___ Data listing
//! Size and time fields expressed as a value plus a unit.
//!
//! # Design
//! - Raw form input is parsed once into `SizeValue` / `TimeValue`; callers
//!   never carry the strings past this layer.
//! - Comparisons and ceilings operate on normalised bytes or seconds in
//!   `u128`, so no multiplication can wrap.
//! - Pure functions: nothing here logs or touches the archive manager.

use std::fmt::{self, Display, Formatter};

use archpol_config::EngineLimits;
use serde::{Deserialize, Serialize};

use crate::error::{Field, FieldIssue, PolicyResult, invalid};

/// Binary size units accepted by the archiver (1 KB = 1024 B).
#[derive(Debug, Clone, Copy, PartialEq, Eq, Hash, PartialOrd, Ord, Serialize, Deserialize)]
pub enum SizeUnit {
    /// Bytes.
    #[serde(rename = "B")]
    Bytes,
    /// Kibibytes.
    #[serde(rename = "KB")]
    Kilobytes,
    /// Mebibytes.
    #[serde(rename = "MB")]
    Megabytes,
    /// Gibibytes.
    #[serde(rename = "GB")]
    Gigabytes,
    /// Tebibytes.
    #[serde(rename = "TB")]
    Terabytes,
    /// Pebibytes.
    #[serde(rename = "PB")]
    Petabytes,
}

impl SizeUnit {
    /// Every unit, smallest first.
    pub const ALL: [Self; 6] = [
        Self::Bytes,
        Self::Kilobytes,
        Self::Megabytes,
        Self::Gigabytes,
        Self::Terabytes,
        Self::Petabytes,
    ];

    /// Number of bytes in one unit.
    #[must_use]
    pub const fn multiplier(self) -> u64 {
        match self {
            Self::Bytes => 1,
            Self::Kilobytes => 1 << 10,
            Self::Megabytes => 1 << 20,
            Self::Gigabytes => 1 << 30,
            Self::Terabytes => 1 << 40,
            Self::Petabytes => 1 << 50,
        }
    }

    /// Canonical unit token.
    #[must_use]
    pub const fn as_str(self) -> &'static str {
        match self {
            Self::Bytes => "B",
            Self::Kilobytes => "KB",
            Self::Megabytes => "MB",
            Self::Gigabytes => "GB",
            Self::Terabytes => "TB",
            Self::Petabytes => "PB",
        }
    }

    /// Parse a unit token case-insensitively.
    #[must_use]
    pub fn parse(token: &str) -> Option<Self> {
        let token = token.trim();
        Self::ALL
            .into_iter()
            .find(|unit| unit.as_str().eq_ignore_ascii_case(token))
    }
}

/// Time units accepted for ages.
#[derive(Debug, Clone, Copy, PartialEq, Eq, Hash, PartialOrd, Ord, Serialize, Deserialize)]
#[serde(rename_all = "lowercase")]
pub enum TimeUnit {
    /// Seconds.
    Seconds,
    /// Minutes.
    Minutes,
    /// Hours.
    Hours,
    /// Days.
    Days,
    /// Weeks.
    Weeks,
}

impl TimeUnit {
    /// Every unit, smallest first.
    pub const ALL: [Self; 5] = [
        Self::Seconds,
        Self::Minutes,
        Self::Hours,
        Self::Days,
        Self::Weeks,
    ];

    /// Number of seconds in one unit.
    #[must_use]
    pub const fn seconds(self) -> u64 {
        match self {
            Self::Seconds => 1,
            Self::Minutes => 60,
            Self::Hours => 3_600,
            Self::Days => 86_400,
            Self::Weeks => 604_800,
        }
    }

    /// Single-letter suffix used by the archiver.
    #[must_use]
    pub const fn as_str(self) -> &'static str {
        match self {
            Self::Seconds => "s",
            Self::Minutes => "m",
            Self::Hours => "h",
            Self::Days => "d",
            Self::Weeks => "w",
        }
    }

    /// Parse a suffix (`m`) or a name (`minutes`), case-insensitively.
    #[must_use]
    pub fn parse(token: &str) -> Option<Self> {
        match token.trim().to_ascii_lowercase().as_str() {
            "s" | "sec" | "second" | "seconds" => Some(Self::Seconds),
            "m" | "min" | "minute" | "minutes" => Some(Self::Minutes),
            "h" | "hour" | "hours" => Some(Self::Hours),
            "d" | "day" | "days" => Some(Self::Days),
            "w" | "week" | "weeks" => Some(Self::Weeks),
            _ => None,
        }
    }
}

/// A validated size.
#[derive(Debug, Clone, Copy, PartialEq, Eq, Hash, Serialize, Deserialize)]
pub struct SizeValue {
    value: u64,
    unit: SizeUnit,
}

impl SizeValue {
    /// Construct a size without ceiling checks.
    #[must_use]
    pub const fn new(value: u64, unit: SizeUnit) -> Self {
        Self { value, unit }
    }

    /// Numeric part as entered.
    #[must_use]
    pub const fn value(&self) -> u64 {
        self.value
    }

    /// Unit as entered.
    #[must_use]
    pub const fn unit(&self) -> SizeUnit {
        self.unit
    }

    /// Size normalised to bytes.
    #[must_use]
    pub const fn bytes(&self) -> u128 {
        self.value as u128 * self.unit.multiplier() as u128
    }
}

impl Display for SizeValue {
    fn fmt(&self, f: &mut Formatter<'_>) -> fmt::Result {
        write!(f, "{}{}", self.value, self.unit.as_str())
    }
}

/// A validated duration.
#[derive(Debug, Clone, Copy, PartialEq, Eq, Hash, Serialize, Deserialize)]
pub struct TimeValue {
    value: u64,
    unit: TimeUnit,
}

impl TimeValue {
    /// Construct a duration without ceiling checks.
    #[must_use]
    pub const fn new(value: u64, unit: TimeUnit) -> Self {
        Self { value, unit }
    }

    /// Numeric part as entered.
    #[must_use]
    pub const fn value(&self) -> u64 {
        self.value
    }

    /// Unit as entered.
    #[must_use]
    pub const fn unit(&self) -> TimeUnit {
        self.unit
    }

    /// Duration normalised to seconds.
    #[must_use]
    pub const fn seconds(&self) -> u128 {
        self.value as u128 * self.unit.seconds() as u128
    }
}

impl Display for TimeValue {
    fn fmt(&self, f: &mut Formatter<'_>) -> fmt::Result {
        write!(f, "{}{}", self.value, self.unit.as_str())
    }
}

/// Validate a size field and its unit selection.
///
/// A blank optional field yields `Ok(None)`.
///
/// # Errors
///
/// `EmptyRequiredField`, `NotANumber`, `NegativeValue`, `MissingUnit`,
/// `UnknownUnit` or `RangeOverflow` on `field`.
pub fn validate_size(
    field: Field,
    raw: &str,
    unit: Option<&str>,
    required: bool,
    limits: &EngineLimits,
) -> PolicyResult<Option<SizeValue>> {
    let Some(value) = parse_quantity(field, raw, required)? else {
        return Ok(None);
    };
    let unit = parse_unit(field, unit, SizeUnit::parse)?;
    let size = SizeValue::new(value, unit);
    if size.bytes() > u128::from(limits.size_ceiling_bytes) {
        return Err(invalid(field, FieldIssue::RangeOverflow, Some(raw.trim())));
    }
    Ok(Some(size))
}

/// Check that `min <= max` after normalising both to bytes.
///
/// Either side may be absent; pairing rules stricter than that belong to the
/// caller.
///
/// # Errors
///
/// `MinGreaterThanMax` on `field` (the lower-bound field).
pub fn validate_pair(
    field: Field,
    min: Option<&SizeValue>,
    max: Option<&SizeValue>,
) -> PolicyResult<()> {
    match (min, max) {
        (Some(min), Some(max)) if min.bytes() > max.bytes() => Err(invalid(
            field,
            FieldIssue::MinGreaterThanMax,
            Some(&min.to_string()),
        )),
        _ => Ok(()),
    }
}

/// Validate a time field and its unit selection.
///
/// # Errors
///
/// Same issues as [`validate_size`], with the ceiling taken from
/// `limits.time_ceiling_seconds`.
pub fn validate_time(
    field: Field,
    raw: &str,
    unit: Option<&str>,
    required: bool,
    limits: &EngineLimits,
) -> PolicyResult<Option<TimeValue>> {
    let Some(value) = parse_quantity(field, raw, required)? else {
        return Ok(None);
    };
    let unit = parse_unit(field, unit, TimeUnit::parse)?;
    let time = TimeValue::new(value, unit);
    if time.seconds() > u128::from(limits.time_ceiling_seconds) {
        return Err(invalid(field, FieldIssue::RangeOverflow, Some(raw.trim())));
    }
    Ok(Some(time))
}

/// Validate a unitless non-negative count.
///
/// # Errors
///
/// `NotANumber`, `NegativeValue` or `RangeOverflow` on `field`.
pub fn validate_count(field: Field, raw: &str) -> PolicyResult<Option<u64>> {
    parse_quantity(field, raw, false)
}

/// Validate a percentage in `0..=100`.
///
/// # Errors
///
/// `NotANumber`, `NegativeValue` or `OutOfRange` on `field`.
pub fn validate_percent(field: Field, raw: &str) -> PolicyResult<Option<u8>> {
    let Some(value) = parse_quantity(field, raw, false)? else {
        return Ok(None);
    };
    match u8::try_from(value) {
        Ok(percent) if percent <= 100 => Ok(Some(percent)),
        _ => Err(invalid(field, FieldIssue::OutOfRange, Some(raw.trim()))),
    }
}

fn parse_quantity(field: Field, raw: &str, required: bool) -> PolicyResult<Option<u64>> {
    let trimmed = raw.trim();
    if trimmed.is_empty() {
        return if required {
            Err(invalid(field, FieldIssue::EmptyRequiredField, None))
        } else {
            Ok(None)
        };
    }

    match trimmed.parse::<i128>() {
        Ok(parsed) if parsed < 0 => Err(invalid(field, FieldIssue::NegativeValue, Some(trimmed))),
        Ok(parsed) => u64::try_from(parsed)
            .map(Some)
            .map_err(|_| invalid(field, FieldIssue::RangeOverflow, Some(trimmed))),
        Err(_) if is_integer_literal(trimmed) => {
            let issue = if trimmed.starts_with('-') {
                FieldIssue::NegativeValue
            } else {
                FieldIssue::RangeOverflow
            };
            Err(invalid(field, issue, Some(trimmed)))
        }
        Err(_) => Err(invalid(field, FieldIssue::NotANumber, Some(trimmed))),
    }
}

fn is_integer_literal(text: &str) -> bool {
    let digits = text
        .strip_prefix('-')
        .or_else(|| text.strip_prefix('+'))
        .unwrap_or(text);
    !digits.is_empty() && digits.bytes().all(|byte| byte.is_ascii_digit())
}

fn parse_unit<U>(field: Field, unit: Option<&str>, parse: fn(&str) -> Option<U>) -> PolicyResult<U> {
    let token = unit.map(str::trim).filter(|token| !token.is_empty());
    let Some(token) = token else {
        return Err(invalid(field, FieldIssue::MissingUnit, None));
    };
    parse(token).ok_or_else(|| invalid(field, FieldIssue::UnknownUnit, Some(token)))
}

#[cfg(test)]
mod tests {
    use super::*;
    use crate::error::PolicyError;

    fn limits() -> EngineLimits {
        EngineLimits::default()
    }

    fn issue_of<T: std::fmt::Debug>(result: PolicyResult<T>) -> Option<FieldIssue> {
        result.err().and_then(|err| err.issue())
    }

    #[test]
    fn size_units_are_binary_multiples() {
        assert_eq!(SizeUnit::Kilobytes.multiplier(), 1024);
        assert_eq!(SizeValue::new(2, SizeUnit::Megabytes).bytes(), 2 * 1024 * 1024);
        assert_eq!(SizeUnit::parse("gb"), Some(SizeUnit::Gigabytes));
        assert_eq!(SizeUnit::parse("XB"), None);
    }

    #[test]
    fn blank_sizes_respect_requiredness() -> Result<(), Box<dyn std::error::Error>> {
        assert_eq!(validate_size(Field::MinSize, "  ", None, false, &limits())?, None);
        assert_eq!(
            issue_of(validate_size(Field::MinSize, "", Some("MB"), true, &limits())),
            Some(FieldIssue::EmptyRequiredField)
        );
        Ok(())
    }

    #[test]
    fn malformed_sizes_are_rejected_with_distinct_issues() {
        let limits = limits();
        assert_eq!(
            issue_of(validate_size(Field::MinSize, "12a", Some("MB"), false, &limits)),
            Some(FieldIssue::NotANumber)
        );
        assert_eq!(
            issue_of(validate_size(Field::MinSize, "-5", Some("MB"), false, &limits)),
            Some(FieldIssue::NegativeValue)
        );
        assert_eq!(
            issue_of(validate_size(Field::MinSize, "5", None, false, &limits)),
            Some(FieldIssue::MissingUnit)
        );
        assert_eq!(
            issue_of(validate_size(Field::MinSize, "5", Some("ZB"), false, &limits)),
            Some(FieldIssue::UnknownUnit)
        );
    }

    #[test]
    fn size_ceiling_is_about_7813_petabytes() -> Result<(), Box<dyn std::error::Error>> {
        let limits = limits();
        let accepted = validate_size(Field::MaxSize, "7812", Some("PB"), false, &limits)?;
        assert_eq!(accepted.map(|size| size.value()), Some(7812));
        assert_eq!(
            issue_of(validate_size(Field::MaxSize, "7813", Some("PB"), false, &limits)),
            Some(FieldIssue::RangeOverflow)
        );
        assert_eq!(
            issue_of(validate_size(
                Field::MaxSize,
                "999999999999999999999999999999999999999999",
                Some("B"),
                false,
                &limits
            )),
            Some(FieldIssue::RangeOverflow)
        );
        Ok(())
    }

    #[test]
    fn pair_ordering_compares_normalised_bytes() {
        let one_gb = SizeValue::new(1, SizeUnit::Gigabytes);
        let thousand_mb = SizeValue::new(1000, SizeUnit::Megabytes);
        assert!(validate_pair(Field::MinSize, Some(&thousand_mb), Some(&one_gb)).is_ok());
        let err = validate_pair(Field::MinSize, Some(&one_gb), Some(&thousand_mb));
        assert!(matches!(
            err,
            Err(PolicyError::InvalidField {
                field: Field::MinSize,
                issue: FieldIssue::MinGreaterThanMax,
                ..
            })
        ));
        assert!(validate_pair(Field::MinSize, Some(&one_gb), Some(&one_gb)).is_ok());
        assert!(validate_pair(Field::MinSize, None, Some(&one_gb)).is_ok());
        assert!(validate_pair(Field::MinSize, Some(&one_gb), None).is_ok());
    }

    #[test]
    fn time_fields_use_their_own_ceiling() -> Result<(), Box<dyn std::error::Error>> {
        let limits = limits();
        let four_minutes = validate_time(Field::ArchiveAge, "4", Some("minutes"), true, &limits)?;
        assert_eq!(four_minutes.map(|time| time.seconds()), Some(240));
        assert_eq!(
            issue_of(validate_time(Field::ArchiveAge, "2147483647", Some("s"), true, &limits)),
            Some(FieldIssue::RangeOverflow)
        );
        assert_eq!(
            issue_of(validate_time(Field::ArchiveAge, "4", Some("fortnight"), true, &limits)),
            Some(FieldIssue::UnknownUnit)
        );
        Ok(())
    }

    #[test]
    fn percent_and_count_helpers() -> Result<(), Box<dyn std::error::Error>> {
        assert_eq!(validate_percent(Field::MinGain, "100")?, Some(100));
        assert_eq!(validate_percent(Field::MinGain, "")?, None);
        assert_eq!(
            issue_of(validate_percent(Field::MinGain, "101")),
            Some(FieldIssue::OutOfRange)
        );
        assert_eq!(validate_count(Field::StartCount, "0")?, Some(0));
        assert_eq!(
            issue_of(validate_count(Field::StartCount, "-1")),
            Some(FieldIssue::NegativeValue)
        );
        Ok(())
    }

    #[test]
    fn display_uses_archiver_suffixes() {
        assert_eq!(SizeValue::new(10, SizeUnit::Megabytes).to_string(), "10MB");
        assert_eq!(TimeValue::new(4, TimeUnit::Minutes).to_string(), "4m");
    }
}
______
Which lines of the data include the string "without"? Copy each of them.

◆ **Your solution**:
    /// Construct a size without ceiling checks.
    /// Construct a duration without ceiling checks.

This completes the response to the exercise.